Thiago Camargo, IBRA megalab
AgriBrasilis – Is Brazil capable of leading low-carbon agriculture?
Thiago Camargo – Brazil has unique conditions to lead low-carbon agriculture: it has production scale, a tropical climate, adapted technologies, and decades of experience in sustainable systems such as no-till farming and ILPF. Programs such as the ABC Plan and ABC+ have paved the way, encouraging low-emission practices.
A study published in 2022 in Nature Sustainability showed that, with agricultural intensification and the recovery of only 12% of degraded pastures — approximately 5.7 million hectares — Brazil could produce 162 million tonnes of soybeans by 2035, without deforestation and with 58% less climate impact compared to the baseline scenario.
This combination of productivity and sustainability is Brazil’s unique advantage. To transform this potential into global leadership, it is essential to have reliable metrics — a strategic role for laboratory and digital soil analysis.
AgriBrasilis – How and why are carbon measurements taken in crops? What parameters are used?
Thiago Camargo – Measuring carbon means quantifying how much the soil stores and how management influences this process — the basis for both validating carbon credits and guiding farmers to improve soil health.
IBRA combines reference methods, such as dry combustion, with innovative technologies such as SpecSolo® (Vis-NIR) and Digital Soil Mapping (DSM), ensuring traceability, quality, and scale at a lower cost.
The main parameters measured are: carbon content and soil density at a defined collection depth, allowing the calculation of carbon stock per hectare. In addition, analyses such as labile fractions and biological indicators reveal the quality of the carbon and whether the system favors sequestration or loss.
AgriBrasilis – Why has measuring carbon in the soil become a matter of credibility?
Thiago Camargo – Soil is the foundation of a new climate economy that is taking shape. For it to exist legitimately, data must be standardized, traceable, and internationally accepted. When we talk about credibility, it is not just about science, but also about access to markets: only with reliable figures can Brazilian agriculture guarantee a competitive edge in global chains. It is this ability to prove the real effects of different agricultural practices with consistent data that underpins the new carbon economy.
At IBRA, we treat this process as a complete traceability cycle: from planned collection with geospatial algorithms, through sample control via QR Codes in the field, to laboratory analysis using international reference standards. This rigor ensures globally comparable and reliable results for use in carbon projects, providing security to farmers, developers, buyers, and investors.
“…regenerative management increases resilience and reduces risks…”
AgriBrasilis – What is the biggest challenge today: standardization, regulation, or financing?
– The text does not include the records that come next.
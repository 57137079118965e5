//! Container engine seam
//!
//! Everything above this module talks to the engine through
//! [`ContainerEngine`], so the replacement logic runs unchanged against the
//! bollard client or the in-memory engine used in tests.

use super::container::ContainerSummary;
use super::stats::{ContainerStats, PruneReport};
use async_trait::async_trait;
use dockdash_core::network::EndpointRequest;
use dockdash_core::{ContainerDescriptor, CreationSpec};
use thiserror::Error;

/// Engine call failure, classified by what the caller can do about it
#[derive(Debug, Clone, Error)]
pub enum EngineError {
    #[error("Not found: {0}")]
    NotFound(String),

    #[error("Conflict: {0}")]
    Conflict(String),

    #[error("Container engine unavailable: {0}")]
    Unavailable(String),

    #[error("Container engine error: {0}")]
    Api(String),

    #[error("Unexpected engine response: {0}")]
    InvalidResponse(String),
}

impl EngineError {
    pub fn is_not_found(&self) -> bool {
        matches!(self, Self::NotFound(_))
    }
}

impl From<dockdash_core::Error> for EngineError {
    fn from(err: dockdash_core::Error) -> Self {
        EngineError::InvalidResponse(err.to_string())
    }
}

impl From<serde_json::Error> for EngineError {
    fn from(err: serde_json::Error) -> Self {
        EngineError::InvalidResponse(err.to_string())
    }
}

pub type Result<T> = std::result::Result<T, EngineError>;

/// Operations the agent needs from a Docker-compatible engine
///
/// `container` arguments accept a name or an ID.
#[async_trait]
pub trait ContainerEngine: Send + Sync {
    async fn ping(&self) -> Result<()>;

    async fn list_containers(&self, all: bool) -> Result<Vec<ContainerSummary>>;

    async fn inspect_container(&self, container: &str) -> Result<ContainerDescriptor>;

    async fn rename_container(&self, container: &str, new_name: &str) -> Result<()>;

    /// Starting a running container succeeds
    async fn start_container(&self, container: &str) -> Result<()>;

    /// Stopping a stopped container succeeds
    async fn stop_container(&self, container: &str, timeout_secs: i64) -> Result<()>;

    async fn restart_container(&self, container: &str, timeout_secs: i64) -> Result<()>;

    async fn remove_container(&self, container: &str, force: bool) -> Result<()>;

    /// Create a container from `spec` under `spec.name`, returning its ID
    async fn create_container(&self, spec: &CreationSpec) -> Result<String>;

    async fn connect_network(
        &self,
        network: &str,
        container: &str,
        endpoint: &EndpointRequest,
    ) -> Result<()>;

    /// ID of a local image, `None` if it is not present
    async fn image_id(&self, image: &str) -> Result<Option<String>>;

    async fn pull_image(&self, image: &str) -> Result<()>;

    /// Last `tail` lines of combined stdout/stderr
    async fn logs(&self, container: &str, tail: usize) -> Result<Vec<String>>;

    /// One resource usage sample
    async fn container_stats(&self, container: &str) -> Result<ContainerStats>;

    /// Remove every container that is not running
    async fn prune_containers(&self) -> Result<PruneReport>;
}
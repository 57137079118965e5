//! Network resolution against the live engine

use super::engine::{ContainerEngine, EngineError};
use dockdash_core::network::container_reference;
use dockdash_core::{ContainerDescriptor, NetworkPlan};
use tracing::{debug, warn};

/// Point a `container:<ref>` network mode at the referenced container's
/// current name, so the reference survives that container being replaced
///
/// On error the mode is left as it was.
pub async fn resolve_container_mode(
    engine: &dyn ContainerEngine,
    plan: &mut NetworkPlan,
) -> Result<(), EngineError> {
    let Some(reference) = plan.container_reference().map(str::to_string) else {
        return Ok(());
    };

    let target = engine.inspect_container(&reference).await?;
    debug!(
        "Resolved network mode container:{} to container:{}",
        reference, target.name
    );
    plan.rewrite_container_mode(&target.name);
    Ok(())
}

/// Whether a `container:` reference points at `target`
fn references(reference: &str, target: &ContainerDescriptor) -> bool {
    reference.trim_start_matches('/') == target.name || target.id.starts_with(reference)
}

/// Containers that share the network stack of `target` through a
/// `container:<id or name>` mode
pub async fn find_dependents(
    engine: &dyn ContainerEngine,
    target: &ContainerDescriptor,
) -> Result<Vec<ContainerDescriptor>, EngineError> {
    let mut dependents = Vec::new();

    for summary in engine.list_containers(true).await? {
        if summary.id == target.id {
            continue;
        }
        let candidate = match engine.inspect_container(&summary.id).await {
            Ok(candidate) => candidate,
            // Removed since the listing
            Err(EngineError::NotFound(_)) => continue,
            Err(e) => return Err(e),
        };
        let shares_stack = candidate
            .host
            .network_mode
            .as_deref()
            .and_then(container_reference)
            .is_some_and(|reference| references(reference, target));
        if shares_stack {
            debug!(
                "Container {} shares the network stack of {}",
                candidate.name, target.name
            );
            dependents.push(candidate);
        }
    }

    Ok(dependents)
}

/// Connect `container` to every secondary network of the plan (best-effort)
///
/// Returns one warning per network that could not be attached.
pub async fn connect_secondaries(
    engine: &dyn ContainerEngine,
    container: &str,
    plan: &NetworkPlan,
) -> Vec<String> {
    let mut warnings = Vec::new();

    for attachment in &plan.secondaries {
        debug!(
            "Connecting container {} to network {}",
            container, attachment.network
        );
        if let Err(e) = engine
            .connect_network(&attachment.network, container, &attachment.endpoint)
            .await
        {
            let message = format!(
                "Failed to connect to network {}: {}",
                attachment.network, e
            );
            warn!("Container {}: {}", container, message);
            warnings.push(message);
        }
    }

    warnings
}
Thiago Camargo – When it comes to measuring soil carbon, standardization is not a challenge: international protocols are available and have already been adopted by IBRA. The point now is to apply these methods on a large scale, with traceability, quality, and affordable costs.
What needs to be advanced is the adaptation of emission factors to Brazilian conditions—a tropical country with multiple crops and mostly pasture-based livestock—which requires generating national scientific evidence and its international recognition within the UNFCCC/IPCC.
The voluntary market already operates in Brazil, with legal instruments such as the PSA Law, which allows remuneration for environmental services. But projects in agriculture are more recent: it was only in 2021 that the first global standard, Verra’s VM0042, emerged. More than creating new regulations, it is essential that the voluntary and regulated markets coexist in a complementary manner and with comparable metrics.
Financing is crucial to scaling up. As banks and insurers recognize, based on evidence, that regenerative management increases resilience and reduces risks, the potential to attract capital for low-carbon agricultural intensification grows. For this, the data needs to be robust and auditable — a central role for laboratory analysis.